The Welland Tribune

Woman accused in suicide texting case goes to state Supreme Court

- ALANNA DURKIN RICHER

BOSTON — A woman who as a teenager encouraged her suicidal boyfriend to kill himself may have made bad choices but did not commit a crime, her lawyer told the Massachuse­tts’ highest court on Thursday.

Attorney Daniel Marx said Michelle Carter, now 22, was a misguided teen who was struggling with her own issues and had been trying to help Conrad Roy III. He said Roy was committed to ending his life and was responsibl­e for his own death.

“We can all see from the text messages that Michelle Carter did not force Conrad Roy to kill himself,” Marx told the Supreme Judicial Court. “It was a tragic decision that he made.”

Carter was convicted of involuntar­y manslaught­er in a trial last year that drew internatio­nal attention due to the thorny legal questions and the insistent tone of her text messages to her boyfriend. The day Roy filled his truck with carbon monoxide in a Fairhaven, Massachuse­tts, store parking lot, then 17-year-old Carter texted him: “You keep pushing it off and say you’ll do it but u never do.
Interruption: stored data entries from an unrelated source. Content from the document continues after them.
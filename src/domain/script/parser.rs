//! Signal script parser.
//!
//! Recursive descent over the raw text, no separate tokenizer. Errors carry
//! the byte offset of the offending input and say what was expected and what
//! was found.

use crate::domain::error::ParseError;
use crate::domain::script::ast::{BinaryOp, Expr, FunctionDef, Param, Stmt, UnaryOp};

/// Bound on expression and block nesting. Left-deep operator chains count
/// one level per operator, so the tree handed to `check` and `eval` stays
/// shallow enough for their recursion.
const MAX_DEPTH: usize = 100;

const KEYWORDS: &[&str] = &[
    "def", "let", "if", "else", "return", "and", "or", "not", "true", "false",
];

struct Parser<'a> {
    input: &'a str,
    pos: usize,
    depth: usize,
}
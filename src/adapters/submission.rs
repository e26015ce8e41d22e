//! Submission artifact: prediction rows as a three-column CSV file.
//!
//! Each submission is staged in its own uniquely named temp file which is
//! removed when the handle drops, on success and on error alike.

use std::io::Write;
use std::path::Path;

use tempfile::NamedTempFile;

use crate::domain::error::SiglabError;
use crate::domain::prediction::PredictionRow;
use crate::ports::gateway_port::{SubmissionStatus, TradingGateway};

pub const SUBMISSION_HEADER: [&str; 3] = ["id", "predictions", "round_no"];

fn write_error(e: csv::Error) -> SiglabError {
    SiglabError::Io(e.into())
}

/// Serialize `rows` as `id,predictions,round_no` with no index column.
pub fn write_submission<W: Write>(rows: &[PredictionRow], writer: W) -> Result<(), SiglabError> {
    let mut wtr = csv::Writer::from_writer(writer);
    if rows.is_empty() {
        wtr.write_record(SUBMISSION_HEADER).map_err(write_error)?;
    }
    for row in rows {
        wtr.serialize(row).map_err(write_error)?;
    }
    wtr.flush()?;
    Ok(())
}

pub fn to_csv_string(rows: &[PredictionRow]) -> Result<String, SiglabError> {
    let mut buf = Vec::new();
    write_submission(rows, &mut buf)?;
    String::from_utf8(buf).map_err(|e| SiglabError::Io(std::io::Error::other(e)))
}

/// Write `rows` to a fresh temp file. The file is deleted when the returned
/// handle drops.
pub fn stage(rows: &[PredictionRow]) -> Result<NamedTempFile, SiglabError> {
    let mut file = tempfile::Builder::new()
        .prefix("siglab-submission-")
        .suffix(".csv")
        .tempfile()?;
    write_submission(rows, file.as_file_mut())?;
    file.as_file_mut().flush()?;
    tracing::debug!(path = %file.path().display(), rows = rows.len(), "submission staged");
    Ok(file)
}

/// Parse a submission file, requiring exactly the three submission columns.
pub fn read_submission(path: &Path) -> Result<Vec<PredictionRow>, SiglabError> {
    let invalid = |reason: String| SiglabError::gateway(format!("invalid submission {}: {}", path.display(), reason));

    let mut rdr = csv::Reader::from_path(path).map_err(|e| invalid(e.to_string()))?;
    let headers = rdr.headers().map_err(|e| invalid(e.to_string()))?.clone();
    if headers.iter().ne(SUBMISSION_HEADER) {
        return Err(invalid(format!(
            "expected columns {:?}, found {:?}",
            SUBMISSION_HEADER,
            headers.iter().collect::<Vec<_>>()
        )));
    }

    rdr.deserialize()
        .map(|row| row.map_err(|e: csv::Error| invalid(e.to_string())))
        .collect()
}

/// Stage `rows` and hand the file to the gateway.
pub fn submit(gateway: &dyn TradingGateway, rows: &[PredictionRow]) -> Result<SubmissionStatus, SiglabError> {
    let staged = stage(rows)?;
    let status = gateway.submit_predictions(staged.path())?;
    tracing::info!(rows = status.rows, accepted = status.accepted, "predictions submitted");
    Ok(status)
}
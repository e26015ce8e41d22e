//! Starter function template and the dataset column glossary shown to users
//! writing a new strategy.

use std::fmt::Write as _;

pub const STARTER_TEMPLATE: &str = "\
# Predict target_5 and target_10 from the latest row and EMA.
# Both scores should lie between -1 and 1.
def exponential_moving_average_prediction(df, span = 15) {
    # latest row of data
    let current = df[-1];

    let score_5 = 0;
    let score_10 = 0;

    # code here
    if current.close > ema(df.close, span) {
        score_5 = 0.5;
        score_10 = 0.25;
    }
    # end of code

    return score_5, score_10;
}
";

pub struct ColumnGroup {
    pub title: &'static str,
    pub columns: &'static [(&'static str, &'static str)],
}

pub const COLUMN_GLOSSARY: &[ColumnGroup] = &[
    ColumnGroup {
        title: "Price and price relationships",
        columns: &[
            ("High_n, Low_n, Open_n, Close_n", "high, low, open and close for period n"),
            ("High_n-Low_n", "range between high and low in period n"),
            ("Open_n-Close_n", "open minus close in period n"),
        ],
    },
    ColumnGroup {
        title: "Simple moving averages",
        columns: &[
            ("SMA_10, SMA_20", "10- and 20-period simple moving averages"),
            ("SMA_20-SMA_10", "difference between the two averages"),
        ],
    },
    ColumnGroup {
        title: "Change lengths",
        columns: &[
            (
                "Open_n_changelen, High_n_changelen, Low_n_changelen, Close_n_changelen",
                "periods over which the price has kept changing in one direction",
            ),
            ("SMA_20-SMA_10_changelen", "change length of the SMA difference"),
            (
                "Close_n_slope_3_changelen, Close_n_slope_5_changelen, Close_n_slope_10_changelen",
                "change length of the close slopes",
            ),
        ],
    },
    ColumnGroup {
        title: "Price slopes",
        columns: &[(
            "Close_n_slope_3, Close_n_slope_5, Close_n_slope_10",
            "rate of change of close over 3, 5 and 10 periods",
        )],
    },
    ColumnGroup {
        title: "Absolute values",
        columns: &[
            ("Open_n_val, High_n_val, Low_n_val, Close_n_val", "absolute price values"),
            ("SMA_10_val, SMA_20_val", "absolute SMA values"),
            ("CMO_14_val, RSI_14_val", "absolute momentum and strength values"),
        ],
    },
    ColumnGroup {
        title: "Technical indicators",
        columns: &[
            ("VOL_SMA_20", "20-period SMA of volume"),
            ("RSI_14", "relative strength index over 14 periods"),
            ("CMO_14", "Chande momentum oscillator over 14 periods"),
            ("BBL_5_2.0, BBM_5_2.0, BBU_5_2.0", "Bollinger bands (lower, middle, upper), 5 periods, 2.0 sd"),
            ("BBB_5_2.0, BBP_5_2.0", "Bollinger band width and percentage"),
            ("MACD_12_26_9", "MACD line"),
            ("MACDh_12_26_9, MACDs_12_26_9", "MACD histogram and signal line"),
            ("VWAP_D", "daily volume weighted average price"),
            ("MOM_30", "momentum over 30 periods"),
        ],
    },
    ColumnGroup {
        title: "Targets",
        columns: &[
            ("target_5, target_10", "5- and 10-period prediction targets"),
            ("target_5_val, target_10_val", "numeric target values"),
        ],
    },
    ColumnGroup {
        title: "Identifiers",
        columns: &[
            ("row_num", "period index"),
            ("era", "period grouping"),
            ("id", "instrument identifier"),
        ],
    },
];

/// Template plus glossary as plain text. Columns whose names are not plain
/// identifiers are read with `row["name"]`.
pub fn render() -> String {
    let mut out = String::from(STARTER_TEMPLATE);
    out.push_str("\n# Dataset columns\n");
    out.push_str("# (use row[\"High_n-Low_n\"] for names that are not identifiers)\n");
    for group in COLUMN_GLOSSARY {
        let _ = writeln!(out, "#\n# {}", group.title);
        for (names, description) in group.columns {
            let _ = writeln!(out, "#   {}: {}", names, description);
        }
    }
    out
}

#[cfg(test)]
mod tests {
    use super::*;
    use crate::domain::loader::load_strategy;
    use crate::domain::market::MarketRow;

    #[test]
    fn template_loads_and_runs() {
        let f = load_strategy(STARTER_TEMPLATE).unwrap();
        assert_eq!(f.name(), "exponential_moving_average_prediction");
        assert_eq!(f.default_config(), Some(15.0));

        let rows: Vec<MarketRow> = (1..=20)
            .map(|p| MarketRow::new("BTC", p).with_value("close", p as f64))
            .collect();
        let (s5, s10) = f.invoke(&rows, None).unwrap();
        assert_eq!(s5, crate::domain::script::Value::Number(0.5));
        assert_eq!(s10, crate::domain::script::Value::Number(0.25));
    }

    #[test]
    fn rendered_text_is_still_loadable() {
        // glossary lines are comments
        let text = render();
        assert!(text.contains("RSI_14"));
        assert!(load_strategy(&text).is_ok());
    }
}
It’s always gonna be that way if u don’t take action.”

In convicting Carter, the judge, however, focused on how she told Roy to “get back in” after he climbed out of his truck as it was filling with the toxic gas and told her he was scared. The judge said Carter had a duty to call the police or Roy’s family when she knew he was killing himself.

But the only evidence Carter instructed Roy to get back in the truck was a long, rambling text she sent to a friend two months later in which she called Roy’s death her fault, Marx said Thursday.